* REQUIREMENT
Pull every line with "quotient" from the data.

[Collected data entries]
____

//! Exact univariate polynomials and rational functions in the unknown.

use crate::vocabulary::UNKNOWN;
use dashu::{
    base::{Gcd, UnsignedAbs},
    integer::{IBig, UBig},
    rational::RBig,
};
use std::fmt::{self, Display, Formatter};

/// A dense polynomial with rational coefficients.
///
/// Coefficients are stored in ascending degree order and there is always at
/// least one of them, so the zero polynomial is `[0]`.
#[derive(Debug, Clone, PartialEq)]
pub struct Polynomial {
    coeffs: Vec<RBig>,
}

impl Polynomial {
    pub fn new(mut coeffs: Vec<RBig>) -> Self {
        while coeffs.len() > 1 && coeffs.last().map_or(false, RBig::is_zero) {
            coeffs.pop();
        }

        if coeffs.is_empty() {
            coeffs.push(RBig::ZERO);
        }

        Polynomial { coeffs }
    }

    pub fn zero() -> Self { Polynomial::constant(RBig::ZERO) }

    pub fn one() -> Self { Polynomial::constant(RBig::ONE) }

    pub fn constant(value: RBig) -> Self {
        Polynomial {
            coeffs: vec![value],
        }
    }

    /// The polynomial `x`.
    pub fn x() -> Self { Polynomial::new(vec![RBig::ZERO, RBig::ONE]) }

    /// The linear polynomial `x - root`.
    pub fn linear_factor(root: &RBig) -> Self {
        Polynomial::new(vec![-root.clone(), RBig::ONE])
    }

    pub fn degree(&self) -> usize { self.coeffs.len() - 1 }

    pub fn is_zero(&self) -> bool {
        self.coeffs.len() == 1 && self.coeffs[0].is_zero()
    }

    /// The polynomial's value if it doesn't depend on `x`.
    pub fn as_constant(&self) -> Option<&RBig> {
        if self.coeffs.len() == 1 {
            self.coeffs.first()
        } else {
            None
        }
    }

    pub fn leading_coeff(&self) -> &RBig { &self.coeffs[self.degree()] }

    pub fn coeff(&self, power: usize) -> RBig {
        self.coeffs.get(power).cloned().unwrap_or(RBig::ZERO)
    }

    pub fn coeffs(&self) -> &[RBig] { &self.coeffs }

    /// Evaluates the polynomial at a point using Horner's method.
    pub fn eval(&self, x: &RBig) -> RBig {
        let mut result = RBig::ZERO;

        for c in self.coeffs.iter().rev() {
            result = result * x + c;
        }

        result
    }

    pub fn add(&self, other: &Polynomial) -> Polynomial {
        let len = self.coeffs.len().max(other.coeffs.len());

        Polynomial::new(
            (0..len).map(|i| self.coeff(i) + other.coeff(i)).collect(),
        )
    }

    pub fn neg(&self) -> Polynomial {
        Polynomial::new(self.coeffs.iter().map(|c| -c.clone()).collect())
    }

    pub fn sub(&self, other: &Polynomial) -> Polynomial {
        self.add(&other.neg())
    }

    pub fn mul(&self, other: &Polynomial) -> Polynomial {
        if self.is_zero() || other.is_zero() {
            return Polynomial::zero();
        }

        let mut result =
            vec![RBig::ZERO; self.coeffs.len() + other.coeffs.len() - 1];

        for (i, a) in self.coeffs.iter().enumerate() {
            if a.is_zero() {
                continue;
            }

            for (j, b) in other.coeffs.iter().enumerate() {
                result[i + j] = &result[i + j] + &(a * b);
            }
        }

        Polynomial::new(result)
    }

    pub fn scale(&self, factor: &RBig) -> Polynomial {
        Polynomial::new(self.coeffs.iter().map(|c| c * factor).collect())
    }

    /// Polynomial long division, returning the quotient and remainder.
    ///
    /// # Panics
    ///
    /// Panics if `divisor` is the zero polynomial.
    pub fn div_rem(&self, divisor: &Polynomial) -> (Polynomial, Polynomial) {
        assert!(!divisor.is_zero(), "division by the zero polynomial");

        if self.degree() < divisor.degree() {
            return (Polynomial::zero(), self.clone());
        }

        let mut remainder = self.coeffs.clone();
        let mut quotient =
            vec![RBig::ZERO; self.degree() - divisor.degree() + 1];
        let lead = divisor.leading_coeff();

        for shift in (0..quotient.len()).rev() {
            let top = shift + divisor.degree();
            let factor = remainder[top].clone() / lead;

            if factor.is_zero() {
                continue;
            }

            for (i, c) in divisor.coeffs.iter().enumerate() {
                remainder[shift + i] = &remainder[shift + i] - &(&factor * c);
            }

            quotient[shift] = factor;
        }

        remainder.truncate(divisor.degree().max(1));

        (Polynomial::new(quotient), Polynomial::new(remainder))
    }

    /// Does `divisor` go into this polynomial exactly?
    pub fn is_divisible_by(&self, divisor: &Polynomial) -> bool {
        let (_, remainder) = self.div_rem(divisor);
        remainder.is_zero()
    }

    pub fn derivative(&self) -> Polynomial {
        Polynomial::new(
            self.coeffs
                .iter()
                .enumerate()
                .skip(1)
                .map(|(power, c)| c * &RBig::from(IBig::from(power)))
                .collect(),
        )
    }

    /// Scale the polynomial so its leading coefficient is `1`.
    pub fn monic(&self) -> Polynomial {
        if self.is_zero() {
            return self.clone();
        }

        self.scale(&(RBig::ONE / self.leading_coeff()))
    }

    /// The polynomial `p(x + offset)`.
    pub fn shift(&self, offset: &RBig) -> Polynomial {
        let step = Polynomial::new(vec![offset.clone(), RBig::ONE]);

        self.coeffs.iter().rev().fold(Polynomial::zero(), |acc, c| {
            acc.mul(&step).add(&Polynomial::constant(c.clone()))
        })
    }

    /// Rescale the polynomial so its coefficients are coprime integers with
    /// a positive leading coefficient.
    ///
    /// The result has the same roots as the original.
    pub fn primitive_integer_coeffs(&self) -> Vec<IBig> {
        let common_denominator = self
            .coeffs
            .iter()
            .map(|c| c.denominator().clone())
            .fold(UBig::ONE, lcm);

        let scale = RBig::from(IBig::from(common_denominator));
        let mut integers: Vec<IBig> = self
            .coeffs
            .iter()
            .map(|c| (c * &scale).numerator().clone())
            .collect();

        let content = integers
            .iter()
            .filter(|c| **c != IBig::ZERO)
            .map(magnitude)
            .reduce(|a, b| a.gcd(b))
            .unwrap_or(UBig::ONE);

        if content > UBig::ONE {
            let content = IBig::from(content);
            for c in &mut integers {
                *c = c.clone() / &content;
            }
        }

        if integers.last().map_or(false, |c| *c < IBig::ZERO) {
            for c in &mut integers {
                *c = -c.clone();
            }
        }

        integers
    }
}

impl From<Vec<IBig>> for Polynomial {
    fn from(coeffs: Vec<IBig>) -> Self {
        Polynomial::new(coeffs.into_iter().map(RBig::from).collect())
    }
}

impl Display for Polynomial {
    fn fmt(&self, f: &mut Formatter<'_>) -> fmt::Result {
        if self.is_zero() {
            return write!(f, "0");
        }

        let mut first = true;

        for (power, c) in self.coeffs.iter().enumerate().rev() {
            if c.is_zero() {
                continue;
            }

            let negative = is_negative(c);
            match (first, negative) {
                (true, true) => write!(f, "-")?,
                (true, false) => {},
                (false, true) => write!(f, " - ")?,
                (false, false) => write!(f, " + ")?,
            }
            first = false;

            let magnitude = if negative { -c.clone() } else { c.clone() };

            match power {
                0 => write!(f, "{}", Rational(&magnitude))?,
                _ => {
                    if magnitude != RBig::ONE {
                        write!(f, "{}*", Rational(&magnitude))?;
                    }
                    write!(f, "{}", UNKNOWN)?;
                    if power > 1 {
                        write!(f, "^{}", power)?;
                    }
                },
            }
        }

        Ok(())
    }
}

/// A ratio of two polynomials, `numerator / denominator`.
///
/// The fraction is never reduced, so values of `x` which would make the
/// original expression divide by zero can still be detected.
/// Constant denominators are folded into the numerator.
#[derive(Debug, Clone, PartialEq)]
pub struct RationalFunction {
    numerator: Polynomial,
    denominator: Polynomial,
}

/// Tried to divide by something which is identically zero.
#[derive(Debug, Copy, Clone, PartialEq, thiserror::Error)]
#[error("division by zero")]
pub struct DivisionByZero;

impl RationalFunction {
    pub fn new(
        numerator: Polynomial,
        denominator: Polynomial,
    ) -> Result<Self, DivisionByZero> {
        if denominator.is_zero() {
            return Err(DivisionByZero);
        }

        if let Some(c) = denominator.as_constant() {
            let numerator = numerator.scale(&(RBig::ONE / c));
            return Ok(RationalFunction::from(numerator));
        }

        Ok(RationalFunction {
            numerator,
            denominator,
        })
    }

    pub fn constant(value: RBig) -> Self {
        RationalFunction::from(Polynomial::constant(value))
    }

    /// The unknown, `x`.
    pub fn unknown() -> Self { RationalFunction::from(Polynomial::x()) }

    pub fn numerator(&self) -> &Polynomial { &self.numerator }

    pub fn denominator(&self) -> &Polynomial { &self.denominator }

    /// The value of this function if it doesn't depend on `x`.
    pub fn as_constant(&self) -> Option<&RBig> {
        if self.denominator.as_constant().is_some() {
            self.numerator.as_constant()
        } else {
            None
        }
    }

    /// The largest degree of the numerator or denominator.
    pub fn degree(&self) -> usize {
        self.numerator.degree().max(self.denominator.degree())
    }

    pub fn add(&self, other: &RationalFunction) -> RationalFunction {
        if self.denominator == other.denominator {
            return RationalFunction {
                numerator: self.numerator.add(&other.numerator),
                denominator: self.denominator.clone(),
            };
        }

        RationalFunction {
            numerator: self
                .numerator
                .mul(&other.denominator)
                .add(&other.numerator.mul(&self.denominator)),
            denominator: self.denominator.mul(&other.denominator),
        }
    }

    pub fn neg(&self) -> RationalFunction {
        RationalFunction {
            numerator: self.numerator.neg(),
            denominator: self.denominator.clone(),
        }
    }

    pub fn sub(&self, other: &RationalFunction) -> RationalFunction {
        self.add(&other.neg())
    }

    pub fn mul(&self, other: &RationalFunction) -> RationalFunction {
        RationalFunction {
            numerator: self.numerator.mul(&other.numerator),
            denominator: self.denominator.mul(&other.denominator),
        }
    }

    pub fn div(
        &self,
        other: &RationalFunction,
    ) -> Result<RationalFunction, DivisionByZero> {
        RationalFunction::new(
            self.numerator.mul(&other.denominator),
            self.denominator.mul(&other.numerator),
        )
    }

    /// The multiplicative inverse, `1/self`.
    pub fn recip(&self) -> Result<RationalFunction, DivisionByZero> {
        RationalFunction::new(self.denominator.clone(), self.numerator.clone())
    }
}

impl From<Polynomial> for RationalFunction {
    fn from(numerator: Polynomial) -> Self {
        RationalFunction {
            numerator,
            denominator: Polynomial::one(),
        }
    }
}

impl Display for RationalFunction {
    fn fmt(&self, f: &mut Formatter<'_>) -> fmt::Result {
        if self.denominator == Polynomial::one() {
            return write!(f, "{}", self.numerator);
        }

        write_grouped(&self.numerator, f)?;
        write!(f, "/")?;
        write_grouped(&self.denominator, f)
    }
}

fn write_grouped(poly: &Polynomial, f: &mut Formatter<'_>) -> fmt::Result {
    let terms = poly.coeffs().iter().filter(|c| !c.is_zero()).count();

    if terms > 1 {
        write!(f, "({})", poly)
    } else {
        write!(f, "{}", poly)
    }
}

/// Displays an [`RBig`] as `p` or `p/q`.
#[derive(Debug, Copy, Clone)]
pub(crate) struct Rational<'a>(pub &'a RBig);

impl<'a> Display for Rational<'a> {
    fn fmt(&self, f: &mut Formatter<'_>) -> fmt::Result {
        let Rational(value) = *self;

        if value.denominator().is_one() {
            write!(f, "{}", value.numerator())
        } else {
            write!(f, "{}/{}", value.numerator(), value.denominator())
        }
    }
}

pub(crate) fn is_negative(value: &RBig) -> bool {
    value.numerator() < &IBig::ZERO
}

pub(crate) fn magnitude(value: &IBig) -> UBig {
    value.clone().unsigned_abs()
}

fn lcm(a: UBig, b: UBig) -> UBig {
    let gcd = a.clone().gcd(b.clone());
    a / gcd * b
}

____

* OUTPUT FOR THIS EXERCISE
    /// Polynomial long division, returning the quotient and remainder.
        let mut quotient =
        for shift in (0..quotient.len()).rev() {
            quotient[shift] = factor;
        (Polynomial::new(quotient), Polynomial::new(remainder))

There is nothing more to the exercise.